* Directions:
Every line of the material below in which "expect" shows up is to be located and copied.

* Material shown:

******

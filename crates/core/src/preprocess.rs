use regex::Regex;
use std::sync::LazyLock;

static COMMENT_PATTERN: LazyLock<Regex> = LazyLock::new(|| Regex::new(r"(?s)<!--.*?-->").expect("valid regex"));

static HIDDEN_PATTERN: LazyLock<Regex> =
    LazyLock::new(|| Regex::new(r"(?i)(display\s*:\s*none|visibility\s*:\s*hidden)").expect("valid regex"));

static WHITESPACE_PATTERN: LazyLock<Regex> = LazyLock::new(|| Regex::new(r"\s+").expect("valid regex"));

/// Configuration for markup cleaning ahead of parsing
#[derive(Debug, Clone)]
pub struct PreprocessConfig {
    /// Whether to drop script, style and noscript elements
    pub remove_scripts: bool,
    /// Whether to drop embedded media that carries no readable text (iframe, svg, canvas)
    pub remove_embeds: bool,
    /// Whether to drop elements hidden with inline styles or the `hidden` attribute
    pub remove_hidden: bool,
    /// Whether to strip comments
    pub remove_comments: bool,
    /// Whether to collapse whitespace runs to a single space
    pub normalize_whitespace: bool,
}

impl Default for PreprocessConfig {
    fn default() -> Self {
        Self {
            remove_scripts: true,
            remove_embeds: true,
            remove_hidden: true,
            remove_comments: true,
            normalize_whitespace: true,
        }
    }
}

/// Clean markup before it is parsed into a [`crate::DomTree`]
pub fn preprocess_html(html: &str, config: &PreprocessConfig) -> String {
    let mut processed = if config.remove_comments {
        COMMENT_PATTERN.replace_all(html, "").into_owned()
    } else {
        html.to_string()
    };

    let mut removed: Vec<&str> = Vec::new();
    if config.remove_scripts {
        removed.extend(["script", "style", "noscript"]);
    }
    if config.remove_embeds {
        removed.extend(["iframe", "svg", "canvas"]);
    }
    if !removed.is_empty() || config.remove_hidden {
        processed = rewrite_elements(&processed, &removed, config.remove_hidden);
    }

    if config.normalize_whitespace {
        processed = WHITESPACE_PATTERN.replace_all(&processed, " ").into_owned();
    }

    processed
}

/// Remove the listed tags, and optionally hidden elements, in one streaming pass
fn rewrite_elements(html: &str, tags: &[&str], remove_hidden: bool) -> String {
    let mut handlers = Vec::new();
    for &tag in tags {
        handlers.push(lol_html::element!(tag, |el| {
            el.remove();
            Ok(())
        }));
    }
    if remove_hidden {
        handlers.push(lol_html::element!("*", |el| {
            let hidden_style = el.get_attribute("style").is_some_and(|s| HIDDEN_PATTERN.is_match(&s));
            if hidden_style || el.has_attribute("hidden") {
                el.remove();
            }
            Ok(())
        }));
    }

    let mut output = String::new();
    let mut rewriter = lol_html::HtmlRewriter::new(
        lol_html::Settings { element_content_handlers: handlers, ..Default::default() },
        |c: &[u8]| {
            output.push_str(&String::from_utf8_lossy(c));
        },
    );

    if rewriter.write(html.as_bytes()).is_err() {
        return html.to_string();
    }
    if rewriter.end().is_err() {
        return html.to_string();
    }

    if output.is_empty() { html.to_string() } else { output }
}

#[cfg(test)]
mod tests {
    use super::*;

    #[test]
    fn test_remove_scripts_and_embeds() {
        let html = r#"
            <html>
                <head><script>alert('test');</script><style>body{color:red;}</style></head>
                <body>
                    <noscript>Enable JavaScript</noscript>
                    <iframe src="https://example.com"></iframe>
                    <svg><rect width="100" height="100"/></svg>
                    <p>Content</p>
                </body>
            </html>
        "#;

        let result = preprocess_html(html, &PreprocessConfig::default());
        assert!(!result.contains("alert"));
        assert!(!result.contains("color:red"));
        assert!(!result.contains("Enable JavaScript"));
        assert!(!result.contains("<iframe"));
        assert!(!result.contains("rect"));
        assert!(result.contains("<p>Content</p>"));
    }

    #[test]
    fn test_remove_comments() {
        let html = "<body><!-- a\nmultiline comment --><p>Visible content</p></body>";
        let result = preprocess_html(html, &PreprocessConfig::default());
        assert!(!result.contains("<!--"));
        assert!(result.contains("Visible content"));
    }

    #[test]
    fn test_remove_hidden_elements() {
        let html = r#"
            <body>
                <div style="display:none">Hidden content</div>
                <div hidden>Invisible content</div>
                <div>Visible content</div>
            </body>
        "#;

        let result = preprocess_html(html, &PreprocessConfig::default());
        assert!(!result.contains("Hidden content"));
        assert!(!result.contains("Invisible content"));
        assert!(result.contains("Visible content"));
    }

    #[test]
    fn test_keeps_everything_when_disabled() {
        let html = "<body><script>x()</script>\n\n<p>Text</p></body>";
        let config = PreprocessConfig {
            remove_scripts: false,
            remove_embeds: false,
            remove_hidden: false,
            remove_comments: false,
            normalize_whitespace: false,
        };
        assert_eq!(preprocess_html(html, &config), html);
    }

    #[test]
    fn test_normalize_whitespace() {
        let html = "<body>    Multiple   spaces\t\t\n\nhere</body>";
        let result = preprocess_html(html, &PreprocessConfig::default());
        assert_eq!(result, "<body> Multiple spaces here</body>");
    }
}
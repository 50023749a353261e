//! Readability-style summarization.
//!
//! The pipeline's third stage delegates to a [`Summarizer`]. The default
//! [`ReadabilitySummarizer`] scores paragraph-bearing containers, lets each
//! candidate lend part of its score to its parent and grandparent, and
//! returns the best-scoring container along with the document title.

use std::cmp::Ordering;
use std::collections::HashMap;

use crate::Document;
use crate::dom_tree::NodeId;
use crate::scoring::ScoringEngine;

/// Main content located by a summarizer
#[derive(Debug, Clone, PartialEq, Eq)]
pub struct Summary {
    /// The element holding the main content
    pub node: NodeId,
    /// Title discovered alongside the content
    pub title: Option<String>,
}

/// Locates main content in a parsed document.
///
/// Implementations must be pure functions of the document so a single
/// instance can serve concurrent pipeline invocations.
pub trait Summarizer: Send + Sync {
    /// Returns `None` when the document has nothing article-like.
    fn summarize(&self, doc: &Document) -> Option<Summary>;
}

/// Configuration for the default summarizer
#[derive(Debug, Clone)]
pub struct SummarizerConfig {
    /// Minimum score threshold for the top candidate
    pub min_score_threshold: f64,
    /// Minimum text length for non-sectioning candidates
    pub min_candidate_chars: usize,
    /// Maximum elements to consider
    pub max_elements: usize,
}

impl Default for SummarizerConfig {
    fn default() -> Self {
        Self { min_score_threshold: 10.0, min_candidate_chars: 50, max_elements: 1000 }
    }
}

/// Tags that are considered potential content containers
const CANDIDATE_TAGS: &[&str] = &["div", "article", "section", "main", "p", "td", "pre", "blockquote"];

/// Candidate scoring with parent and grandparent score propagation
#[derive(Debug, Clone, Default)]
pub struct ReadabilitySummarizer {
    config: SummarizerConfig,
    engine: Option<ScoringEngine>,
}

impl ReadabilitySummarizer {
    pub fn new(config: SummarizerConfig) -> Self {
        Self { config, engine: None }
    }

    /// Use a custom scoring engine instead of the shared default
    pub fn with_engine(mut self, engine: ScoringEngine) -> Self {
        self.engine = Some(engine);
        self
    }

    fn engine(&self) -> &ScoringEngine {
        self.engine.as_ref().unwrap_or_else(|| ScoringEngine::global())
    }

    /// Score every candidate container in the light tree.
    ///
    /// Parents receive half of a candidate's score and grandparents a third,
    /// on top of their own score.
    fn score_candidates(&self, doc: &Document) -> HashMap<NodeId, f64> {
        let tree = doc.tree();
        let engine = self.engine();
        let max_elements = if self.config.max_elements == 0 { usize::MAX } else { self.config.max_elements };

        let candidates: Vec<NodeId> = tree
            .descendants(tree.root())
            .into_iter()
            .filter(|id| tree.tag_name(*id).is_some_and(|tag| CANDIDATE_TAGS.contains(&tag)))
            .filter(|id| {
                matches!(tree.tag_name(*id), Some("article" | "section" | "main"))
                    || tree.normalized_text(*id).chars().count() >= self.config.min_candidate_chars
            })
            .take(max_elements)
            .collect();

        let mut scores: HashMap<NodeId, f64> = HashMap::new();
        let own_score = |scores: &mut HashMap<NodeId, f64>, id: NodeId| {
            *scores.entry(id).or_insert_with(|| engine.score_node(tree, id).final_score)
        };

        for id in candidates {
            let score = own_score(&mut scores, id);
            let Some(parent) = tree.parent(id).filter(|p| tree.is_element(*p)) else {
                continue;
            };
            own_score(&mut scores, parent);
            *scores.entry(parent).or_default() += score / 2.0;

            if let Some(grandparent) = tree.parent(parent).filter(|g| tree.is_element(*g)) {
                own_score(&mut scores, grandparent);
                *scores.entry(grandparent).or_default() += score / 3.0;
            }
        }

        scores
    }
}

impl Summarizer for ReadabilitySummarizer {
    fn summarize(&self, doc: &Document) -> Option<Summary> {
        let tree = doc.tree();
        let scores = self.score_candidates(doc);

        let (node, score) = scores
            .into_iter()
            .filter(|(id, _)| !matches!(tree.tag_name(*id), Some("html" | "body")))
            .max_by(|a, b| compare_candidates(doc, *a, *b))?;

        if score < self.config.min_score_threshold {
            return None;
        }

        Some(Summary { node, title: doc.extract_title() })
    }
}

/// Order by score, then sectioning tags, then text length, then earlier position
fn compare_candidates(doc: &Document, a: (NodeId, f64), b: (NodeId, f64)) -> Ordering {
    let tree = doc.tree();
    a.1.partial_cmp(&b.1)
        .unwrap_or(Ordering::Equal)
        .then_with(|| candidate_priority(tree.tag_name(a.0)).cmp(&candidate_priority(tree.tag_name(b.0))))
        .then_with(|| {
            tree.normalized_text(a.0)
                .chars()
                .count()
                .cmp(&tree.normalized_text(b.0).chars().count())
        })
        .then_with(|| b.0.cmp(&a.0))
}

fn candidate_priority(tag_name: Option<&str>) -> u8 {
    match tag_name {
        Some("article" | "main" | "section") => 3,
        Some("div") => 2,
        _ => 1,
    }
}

******

* Solution to this problem:
static COMMENT_PATTERN: LazyLock<Regex> = LazyLock::new(|| Regex::new(r"(?s)<!--.*?-->").expect("valid regex"));
    LazyLock::new(|| Regex::new(r"(?i)(display\s*:\s*none|visibility\s*:\s*hidden)").expect("valid regex"));
static WHITESPACE_PATTERN: LazyLock<Regex> = LazyLock::new(|| Regex::new(r"\s+").expect("valid regex"));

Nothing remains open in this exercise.